23 января, через три недели после ареста отца Фелетти, к нему в камеру явился первый посетитель — следователь Карбони, желавший выслушать монаха. «На вид ему лет 65, — записал Карбони в отчете об этой встрече, — роста среднего, волосы у него седые, как и ресницы с бровями, лоб большой, глаза темные, нос крупный, рот пропорциональный, подбородок круглый, лицо овальное». Узник по просьбе Карбони рассказал о себе следующее:
Я — отец Пьер Гаэтано Фелетти. Мне 62 года. Родился в Комаккьо, живу в Болонье, принадлежу к религиозному братству доминиканского ордена. В этом городе я нахожусь с 1838 года, когда меня направил сюда его святейшество в должности главного инквизитора, представителя Священной канцелярии. Я всегда выполнял свои служебные обязанности с благоразумной умеренностью, на которую мог полагаться весь город, и действовал в соответствии с распоряжениями Верховной священной конгрегации Священной канцелярии в Риме, от которой зависел…
Отвечая на ваши расспросы, я не собираюсь отрекаться от канонических привилегий, предоставляемых мне церковью, а именно — от права не представать перед некомпетентным судом. Я считаю своим долгом сказать об этом, дабы не подвергаться риску самому навлечь на себя порицание церкви.
Слова отца Фелетти об имеющихся у него церковных привилегиях не произвели никакого впечатления на Карбони: он только предупредил узника, что тот обязан говорить правду и отвечать на вопросы судьи. А упомянутые им привилегии, сообщил монаху Карбони, отменены недавними постановлениями правительства. Теперь все граждане равны перед законом.
В ответ на просьбу описать арест отец Фелетти рассказал, что его разбудили среди ночи, заставили быстро одеться и сообщили о предъявленном обвинении. Потом он отказался отвечать на вопросы, потому что иначе нарушил бы данную им священную клятву хранить молчание. «Как же можно обвинять меня в преступлении против общественного порядка за действие, совершенное два года назад по приказу тогдашнего правительства, имевшего полную силу? И как, — добавил инквизитор, — можно обращаться с такой суровостью с чиновником Святейшего престола только из-за того, что он исполнял свой долг и повиновался приказаниям главы католической церкви?» При этом монах выразил свою глубочайшую веру: «Я склоняю голову перед любыми решениями, принятыми на небесах, вверяю себя в руки одного только Господа и верю в его милосердие».

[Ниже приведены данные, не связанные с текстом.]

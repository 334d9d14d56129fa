// Copyright (c) The testament Contributors
// SPDX-License-Identifier: MIT OR Apache-2.0

use crate::fixtures::*;
use color_eyre::eyre::{Result, ensure};
use pretty_assertions::assert_eq;
use std::{
    collections::BTreeMap,
    sync::{Arc, OnceLock},
};
use testament_runner::{
    config::Configuration,
    reporter::EventKind,
    runner::Runner,
};
use tokio_util::sync::CancellationToken;

#[tokio::test]
async fn serial_siblings_run_in_source_order() -> Result<()> {
    // Declared out of order on purpose.
    let tests = [
        function("Beta.last()", 40, passes),
        function("Alpha.Suite.third()", 30, passes),
        function("Alpha.Suite.first()", 10, passes),
        function("Alpha.Suite.second()", 20, passes),
    ];
    let (_, log) = run_logged(
        tests,
        Configuration::default().with_parallelization(false),
    )
    .await?;

    let started: Vec<_> = log
        .events()
        .into_iter()
        .filter(|event| matches!(event.kind, EventKind::TestStarted) && !event.is_suite)
        .filter_map(|event| event.test)
        .collect();
    assert_eq!(
        started,
        [
            "Alpha.Suite.first()",
            "Alpha.Suite.second()",
            "Alpha.Suite.third()",
            "Beta.last()",
        ]
    );
    Ok(())
}

/// Checks that every step's events are properly nested, returning the number of steps seen.
fn check_pairing(log: &EventLog) -> Result<usize> {
    #[derive(Default)]
    struct Counts {
        step_started: Option<usize>,
        step_ended: Option<usize>,
        test_started: Vec<usize>,
        test_ended: Vec<usize>,
    }

    let mut counts: BTreeMap<String, Counts> = BTreeMap::new();
    for (index, event) in log.events().into_iter().enumerate() {
        let Some(test) = event.test else { continue };
        let counts = counts.entry(test.clone()).or_default();
        match event.kind {
            EventKind::PlanStepStarted => {
                ensure!(counts.step_started.is_none(), "{test} started twice");
                counts.step_started = Some(index);
            }
            EventKind::PlanStepEnded => {
                ensure!(counts.step_ended.is_none(), "{test} ended twice");
                counts.step_ended = Some(index);
            }
            EventKind::TestStarted => counts.test_started.push(index),
            EventKind::TestEnded => counts.test_ended.push(index),
            _ => {}
        }
    }

    let mut steps = 0;
    for (test, counts) in &counts {
        let Some(step_started) = counts.step_started else {
            ensure!(
                counts.test_started.is_empty(),
                "{test} started without a plan step"
            );
            continue;
        };
        steps += 1;
        let Some(step_ended) = counts.step_ended else {
            color_eyre::eyre::bail!("plan step for {test} never ended");
        };
        ensure!(step_started < step_ended, "{test}: step ended before it started");
        ensure!(
            counts.test_started.len() == counts.test_ended.len() && counts.test_started.len() <= 1,
            "{test}: unbalanced test events"
        );
        if let (Some(started), Some(ended)) =
            (counts.test_started.first(), counts.test_ended.first())
        {
            ensure!(
                step_started < *started && started < ended && *ended < step_ended,
                "{test}: test events are not nested within its plan step"
            );
        }
    }
    Ok(steps)
}

#[tokio::test]
async fn events_are_paired() -> Result<()> {
    let (stats, log) = run_logged(fixture_tests(), Configuration::default()).await?;
    let steps = check_pairing(&log)?;
    assert_eq!(steps, stats.steps);
    Ok(())
}

#[tokio::test]
async fn events_are_paired_under_cancellation() -> Result<()> {
    let token: Arc<OnceLock<CancellationToken>> = Arc::default();
    let cancel = {
        let token = token.clone();
        move || {
            let token = token.clone();
            async move {
                if let Some(token) = token.get() {
                    token.cancel();
                }
                Ok(())
            }
        }
    };
    let tests = [
        function("Module.Suite.first()", 1, passes),
        function("Module.Suite.cancels()", 2, cancel),
        function("Module.Suite.never_runs()", 3, passes),
        function("Module.Other.never_runs()", 10, passes),
    ];

    let log = EventLog::default();
    let runner = Runner::new(
        tests,
        Configuration::default()
            .with_parallelization(false)
            .with_event_handler(log.clone()),
    )?;
    token
        .set(runner.cancellation_token())
        .expect("token is only set once");
    let stats = runner.run().await;

    assert_eq!(stats.tests_started, 2);
    check_pairing(&log)?;
    assert!(log.names_for("Module.Suite.never_runs()") == ["test-discovered"]);
    assert!(log.names_for("Module.Other.never_runs()") == ["test-discovered"]);
    assert_eq!(
        log.names_for("Module.Suite").last(),
        Some(&"plan-step-ended"),
        "the suite's step still ends"
    );
    Ok(())
}
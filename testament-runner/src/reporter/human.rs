// Copyright (c) The testament Contributors
// SPDX-License-Identifier: MIT OR Apache-2.0

//! Human-readable descriptions of events.
//!
//! [`HumanReadableRecorder`] turns events into [`Message`]s, aggregating issues per test so that
//! the message for a finished test or suite can describe everything that happened within it. The
//! other recorders in this module render these messages.

use super::{
    Symbol,
    events::{Event, EventContext, EventKind},
};
use crate::{
    graph::Graph,
    helpers::plural,
    issue::{Issue, IssueKind, Severity, SkipInfo},
    test::{Argument, Test, TestCase},
    time::{DisplaySeconds, EventInstant},
};
use itertools::Itertools;
use smol_str::SmolStr;
use std::sync::{Mutex, PoisonError};
use swrite::{SWrite, swrite};

/// A single line of human-readable output.
#[derive(Clone, Debug, PartialEq, Eq)]
pub struct Message {
    /// The symbol to prefix the line with.
    pub symbol: Symbol,

    /// The full text of the message.
    pub text: String,

    /// A shorter version of the text, for output formats with little room.
    pub concise_text: Option<String>,

    /// How deeply the line is nested below the previous message.
    pub indentation: usize,
}

impl Message {
    fn new(symbol: Symbol, text: impl Into<String>) -> Self {
        Self {
            symbol,
            text: text.into(),
            concise_text: None,
            indentation: 0,
        }
    }

    fn details(text: impl Into<String>) -> Self {
        Self {
            indentation: 1,
            ..Self::new(Symbol::Details, text)
        }
    }

    fn with_concise_text(mut self, concise_text: impl Into<String>) -> Self {
        self.concise_text = Some(concise_text.into());
        self
    }
}
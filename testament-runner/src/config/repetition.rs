// Copyright (c) The testament Contributors
// SPDX-License-Identifier: MIT OR Apache-2.0

use serde::Deserialize;
use std::num::NonZeroUsize;

/// When to continue repeating a test run.
#[derive(Clone, Copy, Debug, Default, Deserialize, PartialEq, Eq)]
#[serde(rename_all = "kebab-case")]
pub enum Continuation {
    /// Repeat until the maximum iteration count is reached.
    #[default]
    Always,

    /// Stop after the first iteration that records a failing issue.
    UntilIssueRecorded,

    /// Stop after the first iteration that records no failing issue.
    WhileIssueRecorded,
}

impl Continuation {
    /// Returns true if another iteration should run, given whether the iteration that just
    /// finished recorded a failing issue.
    pub fn should_continue(self, issue_recorded: bool) -> bool {
        match self {
            Continuation::Always => true,
            Continuation::UntilIssueRecorded => !issue_recorded,
            Continuation::WhileIssueRecorded => issue_recorded,
        }
    }
}

/// How many times to run the plan, and when to stop early.
#[derive(Clone, Copy, Debug, PartialEq, Eq)]
pub struct RepetitionPolicy {
    /// The maximum number of iterations.
    pub maximum_iteration_count: NonZeroUsize,

    /// When to stop before reaching the maximum.
    pub continuation: Continuation,
}

impl RepetitionPolicy {
    /// Runs the plan exactly once.
    pub const ONCE: Self = Self {
        maximum_iteration_count: NonZeroUsize::MIN,
        continuation: Continuation::Always,
    };

    /// Runs the plan up to `maximum_iteration_count` times.
    pub fn repeating(continuation: Continuation, maximum_iteration_count: NonZeroUsize) -> Self {
        Self {
            maximum_iteration_count,
            continuation,
        }
    }
}

impl Default for RepetitionPolicy {
    fn default() -> Self {
        Self::ONCE
    }
}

За те три недели, что отец Фелетти провел в камере, размышляя о своем нелегком положении, он пришел к выводу, что в деле Мортары есть кое-что, о чем он вполне может говорить, не нарушая клятвы, и теперь ему очень хотелось это сделать. Поскольку некоторые стороны этого эпизода все равно уже сделались общеизвестными фактами, сказал он Карбони, то не будет вреда, если он кое-что уточнит.
Несмотря на такое предуведомление, то, с чего Фелетти начал свой рассказ, не имело никакого отношения к общеизвестным фактам, поскольку касалось его переписки со Священной канцелярией в Риме. И его сообщение оказалось чрезвычайно важным, потому что по мере того, как развивался процесс, наибольшее значение приобретал вопрос: действовал ли инквизитор по собственному почину или же просто выполнял распоряжения вышестоящих чинов? «Узнав о том, что мальчик Эдгардо Мортара был крещен, когда ему грозила смерть, — рассказал он следователю, — Верховная Священная конгрегация постановила перевезти этого ребенка в Рим и поместить его в Дом катехуменов, а на меня была возложена ответственность за исполнение [этого постановления]».
А на тот случай, если от следователя ускользнет смысл сказанных слов, отец Фелетти повторил, что, забрав ребенка из семьи и отправив его в Рим, он всего-навсего «выполнял распоряжения, полученные мною от Верховного трибунала Священной канцелярии в Риме, а этот трибунал никогда не провозглашает ни одного указа без согласия папы римского, верховного главы католической церкви».